The Articles of Organization
This form, called the articles of organization or certificate of formation, must be obtained from the secretary of state's office or its equivalent, filled out by the organizer(s), and filed with the same office. A filing fee, which varies from state to state, will also be charged. This simple document requires, at minimum, the company name and address, a description of the business to be conducted, the name and address of the registered agent (the contact to whom notices of lawsuit or other official matters can be served), the names of the company's members and managers (usually the members themselves), and the dissolution date. Other information may be required, depending on which state the articles of organization are filed in. It is important that the articles describe the business in a way that will allow the Internal Revenue Service to designate the company a partnership for tax purposes, and not a corporation. In order for the IRS to do so, the articles must show that the company possesses no more than two of the following four characteristics (which describe a corporation):
- Perpetual existence.
- Centralized management.
- Free transferability of ownership interest.
- Limited liability.
One of the easiest ways to show that the LLC is not a corporation is to limit its existence. In fact, most states require that a dissolution date be determined in the articles of organization. On this date the LLC's assets will be liquidated and its business will cease (occurrences such as the mutual written agreement of the members or the death or retirement of a member may also terminate the LLC's existence before the dissolution date). If no date is specified, a default period of usually 30 years will be enacted. However, the members may decide to continue the LLC's existence at a later date.
Fees
Filing fees vary from state to state, from $50 to $500. In addition, some states require the LLC to publish an announcement of its creation to the public in a generally circulated newspaper. This latter requirement can be very expensive, ranging from $500 to $2,000.
The Operating Agreement
At the first meeting of the members, called the organizational meeting, an operating agreement should be drafted. Although each state has laws governing how LLC's should be operated, the members should create their own operating agreement to document that all members agree on how the company should be run. It should be carefully constructed with an eye to preventing future disagreements and deadlocks. Most basically, the agreement should address the division of profits, members' voting rights, and company management. A good operating agreement will address the following issues:
- Who the members are and how they will be elected in the future.

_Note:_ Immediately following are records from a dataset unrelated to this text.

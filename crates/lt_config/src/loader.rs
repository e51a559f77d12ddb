//! Public facade over the resolution pipeline.

use std::path::{Path, PathBuf};

use serde_json::Value;

use crate::errors::ConfigResult;
use crate::format::{ConfigFormat, ConfigTree};
use crate::merge::merge_trees;
use crate::persist;
use crate::walker::DirectoryWalker;

#[cfg(test)]
#[path = "loader_tests.rs"]
mod tests;

/// Entry point used by commands to obtain their effective configuration.
///
/// Carries a single piece of state: whether discovery warnings (multiple
/// candidate files, empty files, malformed files) are emitted or suppressed.
/// Loading is otherwise a pure function of the filesystem's current contents
/// at call time; nothing is cached across calls, and concurrent resolvers
/// are safe since everything except [`save`](ConfigResolver::save) and
/// [`update`](ConfigResolver::update) is read-only.
///
/// # Examples
///
/// ```rust,no_run
/// use lt_config::ConfigResolver;
///
/// let resolver = ConfigResolver::new();
/// let config = resolver.load_config(None);
/// if let Some(defaults) = config.get("defaults") {
///     println!("defaults: {defaults}");
/// }
/// ```
#[derive(Debug, Clone, Copy, Default)]
pub struct ConfigResolver {
    suppress_warnings: bool,
}

impl ConfigResolver {
    /// Creates a resolver that emits discovery warnings.
    pub fn new() -> Self {
        Self {
            suppress_warnings: false,
        }
    }

    /// Creates a resolver with discovery warnings suppressed, for contexts
    /// such as automated tests where they would be noise.
    pub fn quiet() -> Self {
        Self {
            suppress_warnings: true,
        }
    }

    /// Resolves the effective configuration for `start` (defaulting to the
    /// process's current working directory): full hierarchy walk plus merge.
    ///
    /// Never fails. A filesystem with no readable configuration anywhere on
    /// the walk yields the empty tree, which is a valid terminal state
    /// rather than an error; a missing optional configuration must never be
    /// fatal to command execution.
    pub fn load_config(&self, start: Option<&Path>) -> ConfigTree {
        let start = match start {
            Some(dir) => dir.to_path_buf(),
            None => std::env::current_dir().unwrap_or_else(|_| PathBuf::from(".")),
        };

        let levels = DirectoryWalker::new(self.suppress_warnings).walk(&start);
        merge_trees(levels.into_iter().map(|level| level.tree))
    }

    /// Resolves the configuration subtree for one command and shallow-merges
    /// CLI options on top, CLI winning key-by-key.
    ///
    /// `command_path` navigates the merged tree's `commands` section, e.g.
    /// `["server", "module"]` reads `commands.server.module`. A path that
    /// does not lead to a subtree yields just the CLI options.
    pub fn command_config(
        &self,
        start: Option<&Path>,
        command_path: &[&str],
        cli_options: ConfigTree,
    ) -> ConfigTree {
        let merged = self.load_config(start);

        let mut node: Option<&Value> = merged.get("commands");
        for key in command_path {
            node = node.and_then(Value::as_object).and_then(|map| map.get(*key));
        }

        let mut result = node.and_then(Value::as_object).cloned().unwrap_or_default();
        for (key, value) in cli_options {
            result.insert(key, value);
        }
        result
    }

    /// Writes `tree` to `directory` in the requested format.
    /// See [`save_config`](crate::persist::save_config).
    pub fn save(
        &self,
        tree: &ConfigTree,
        directory: &Path,
        format: ConfigFormat,
    ) -> ConfigResult<PathBuf> {
        persist::save_config(tree, directory, format)
    }

    /// Merges `partial` into the directory's configuration file.
    /// See [`update_config`](crate::persist::update_config).
    pub fn update(&self, partial: ConfigTree, directory: &Path) -> ConfigResult<PathBuf> {
        persist::update_config(partial, directory, self.suppress_warnings)
    }
}
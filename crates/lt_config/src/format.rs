//! Multi-format configuration parsing.
//!
//! Parses raw configuration text into a [`ConfigTree`] for a given or
//! auto-detected format. Both JSON and YAML documents are deserialized into
//! the same string-keyed `serde_json` map so the rest of the pipeline is
//! format-agnostic.

use std::fmt;

use serde_json::Value;

use crate::errors::ParseDetail;

#[cfg(test)]
#[path = "format_tests.rs"]
mod tests;

/// The configuration tree: a string-keyed mapping whose values are scalars,
/// nested trees, arrays, or `null` (which the merger treats as a deletion
/// tombstone, never as a storable value).
pub type ConfigTree = serde_json::Map<String, Value>;

/// Supported on-disk configuration formats.
#[derive(Debug, Clone, Copy, PartialEq, Eq)]
pub enum ConfigFormat {
    Json,
    Yaml,
}

impl ConfigFormat {
    /// The explicit configuration file name for this format.
    pub fn file_name(&self) -> &'static str {
        match self {
            ConfigFormat::Json => crate::locate::CONFIG_FILE_JSON,
            ConfigFormat::Yaml => crate::locate::CONFIG_FILE_YAML,
        }
    }
}

impl fmt::Display for ConfigFormat {
    fn fmt(&self, f: &mut fmt::Formatter<'_>) -> fmt::Result {
        match self {
            ConfigFormat::Json => write!(f, "json"),
            ConfigFormat::Yaml => write!(f, "yaml"),
        }
    }
}

/// Parses configuration text into a tree, returning the tree together with
/// the format that actually produced it.
///
/// With an explicit `hint` only that format is attempted and its structured
/// error (with position information where the underlying parser exposes it)
/// is returned on failure. Without a hint, JSON is attempted first and YAML
/// second; if both fail the error carries both underlying messages so the
/// caller can report them verbatim instead of guessing which format the user
/// intended.
///
/// A document whose top level is not a mapping is a parse failure for the
/// attempted format: the tree type is a string-keyed map, and a bare scalar
/// or sequence cannot participate in cascading merges.
///
/// Empty or whitespace-only text must not be passed in; the file locator
/// screens it out beforehand and treats it as "no contribution".
pub fn parse(text: &str, hint: Option<ConfigFormat>) -> Result<(ConfigTree, ConfigFormat), ParseDetail> {
    match hint {
        Some(ConfigFormat::Json) => parse_json(text).map(|tree| (tree, ConfigFormat::Json)),
        Some(ConfigFormat::Yaml) => parse_yaml(text).map(|tree| (tree, ConfigFormat::Yaml)),
        None => match serde_json::from_str::<ConfigTree>(text) {
            Ok(tree) => Ok((tree, ConfigFormat::Json)),
            Err(json_err) => match serde_yaml::from_str::<ConfigTree>(text) {
                Ok(tree) => Ok((tree, ConfigFormat::Yaml)),
                Err(yaml_err) => Err(ParseDetail::Ambiguous {
                    json_message: json_err.to_string(),
                    yaml_message: yaml_err.to_string(),
                }),
            },
        },
    }
}

fn parse_json(text: &str) -> Result<ConfigTree, ParseDetail> {
    serde_json::from_str(text).map_err(|err| ParseDetail::Json {
        message: err.to_string(),
        line: err.line(),
        column: err.column(),
    })
}

fn parse_yaml(text: &str) -> Result<ConfigTree, ParseDetail> {
    serde_yaml::from_str(text).map_err(|err| {
        let location = err.location();
        ParseDetail::Yaml {
            message: err.to_string(),
            line: location.as_ref().map(|l| l.line()),
            column: location.as_ref().map(|l| l.column()),
        }
    })
}
//! LVM - CLI
//!
//! Command-line interface to run Lisp sources, instruction listings, or an
//! interactive session.

mod repl;

use std::fs;
use std::path::{Path, PathBuf};
use std::process;

use clap::{Parser, Subcommand};
use tracing::{error, info};
use tracing_subscriber::EnvFilter;

use lvm_core::ast::render_tree;
use lvm_core::bytecode::listing;
use lvm_core::reader::{parse_tokens, tokenize};
use lvm_core::{ExecMode, FunctionTable, LvmConfig, Session, VirtualMachine};

#[derive(Parser, Debug)]
#[command(name = "lvm")]
#[command(about = "Compile and run a small Lisp on a stack virtual machine")]
struct Cli {
    /// Log at debug level (RUST_LOG overrides)
    #[arg(long, global = true)]
    verbose: bool,

    /// Maximum operand stack depth
    #[arg(long = "max-stack", global = true)]
    max_stack: Option<usize>,

    /// Maximum call depth
    #[arg(long = "max-depth", global = true)]
    max_depth: Option<usize>,

    #[command(subcommand)]
    command: Command,
}

#[derive(Subcommand, Debug)]
enum Command {
    /// Run a source file
    Run {
        file: PathBuf,

        /// Compile and run one top-level expression at a time
        #[arg(long)]
        incremental: bool,

        /// Write the token listing to this file
        #[arg(long = "dump-tokens")]
        dump_tokens: Option<PathBuf>,

        /// Write the parsed expressions to this file
        #[arg(long = "dump-ast")]
        dump_ast: Option<PathBuf>,

        /// Write the generated instruction listing to this file
        #[arg(long = "dump-ir")]
        dump_ir: Option<PathBuf>,
    },
    /// Run a textual instruction listing
    Exec { file: PathBuf },
    /// Start an interactive session
    Repl,
}

fn init_logging(verbose: bool) {
    let default = if verbose { "warn,lvm_core=debug,lvm=debug" } else { "warn" };
    let filter = EnvFilter::try_from_default_env().unwrap_or_else(|_| EnvFilter::new(default));

    tracing_subscriber::fmt()
        .with_env_filter(filter)
        .with_target(false)
        .with_writer(std::io::stderr)
        .init();
}

fn main() {
    let cli = Cli::parse();
    init_logging(cli.verbose);

    let mut config = LvmConfig::new();
    if let Some(n) = cli.max_stack {
        config.max_stack_size = n;
    }
    if let Some(n) = cli.max_depth {
        config.max_call_depth = n;
    }

    let ok = match cli.command {
        Command::Run {
            file,
            incremental,
            dump_tokens,
            dump_ast,
            dump_ir,
        } => {
            let dumps = Dumps {
                tokens: dump_tokens,
                ast: dump_ast,
                ir: dump_ir,
            };
            let mode = if incremental { ExecMode::Incremental } else { ExecMode::Batch };
            run_file(&file, mode, &dumps, config)
        }
        Command::Exec { file } => exec_file(&file, config),
        Command::Repl => match repl::run(config) {
            Ok(()) => true,
            Err(e) => {
                error!("repl failed: {}", e);
                false
            }
        },
    };

    if !ok {
        process::exit(1);
    }
}

struct Dumps {
    tokens: Option<PathBuf>,
    ast: Option<PathBuf>,
    ir: Option<PathBuf>,
}

fn read_source(path: &Path) -> Option<String> {
    match fs::read_to_string(path) {
        Ok(s) => Some(s),
        Err(e) => {
            error!("failed to read {}: {}", path.display(), e);
            None
        }
    }
}

fn write_artifact(path: &Path, contents: &str, what: &str) {
    match fs::write(path, contents) {
        Ok(()) => info!("{} written to {}", what, path.display()),
        Err(e) => error!("failed to write {} to {}: {}", what, path.display(), e),
    }
}

fn run_file(path: &Path, mode: ExecMode, dumps: &Dumps, config: LvmConfig) -> bool {
    let Some(source) = read_source(path) else {
        return false;
    };

    let exprs = match tokenize(&source).and_then(|tokens| {
        if let Some(out) = &dumps.tokens {
            let text: String = tokens.iter().map(|t| format!("{}\n", t)).collect();
            write_artifact(out, &text, "token listing");
        }
        parse_tokens(&tokens)
    }) {
        Ok(exprs) => exprs,
        Err(e) => {
            error!("{}", e);
            return false;
        }
    };

    if let Some(out) = &dumps.ast {
        let mut text = String::new();
        for expr in &exprs {
            text.push_str(&format!("{}\n{}\n", expr, render_tree(expr)));
        }
        write_artifact(out, &text, "syntax tree");
    }

    let mut session = Session::new(config);
    let result = session.run_exprs(&exprs, mode);
    for line in session.drain_output() {
        println!("{}", line);
    }

    if let Some(out) = &dumps.ir {
        write_artifact(out, &listing(session.history()), "instruction listing");
    }

    match result {
        Ok(()) => true,
        Err(e) => {
            error!("{}", e);
            false
        }
    }
}

fn exec_file(path: &Path, config: LvmConfig) -> bool {
    let Some(text) = read_source(path) else {
        return false;
    };

    let mut vm = VirtualMachine::new(config);
    if let Err(e) = vm.load(&text) {
        error!("invalid instruction listing: {}", e);
        return false;
    }

    let result = vm.run(&FunctionTable::new());
    for change in vm.drain_state_changes() {
        println!("{}", change);
    }

    match result {
        Ok(()) => true,
        Err(e) => {
            error!("runtime error: {}", e);
            false
        }
    }
}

- Grounds on which members may be terminated, and procedures to execute such terminations.
- Stipulations regarding allocation of business shares after the death of a member.
- If a member becomes disabled, how will the company provide for him/her (with disability insurance or out of its own funds)?
- How managers will be selected and what their duties, salaries, and grounds for dismissal will be.
- How major decisions will be made. (Which decisions will require unanimous approval of the members and which a simple majority vote? Which decisions can be delegated to the manager in charge of daily affairs?)
- How often meetings will be held and how much notice members must receive.
- Who will keep records and how they will be kept.
- How members will invest in the LLC: will only cash contributions be allowed, or can members contribute services as well? If so, which services will be accepted and how will they be valued?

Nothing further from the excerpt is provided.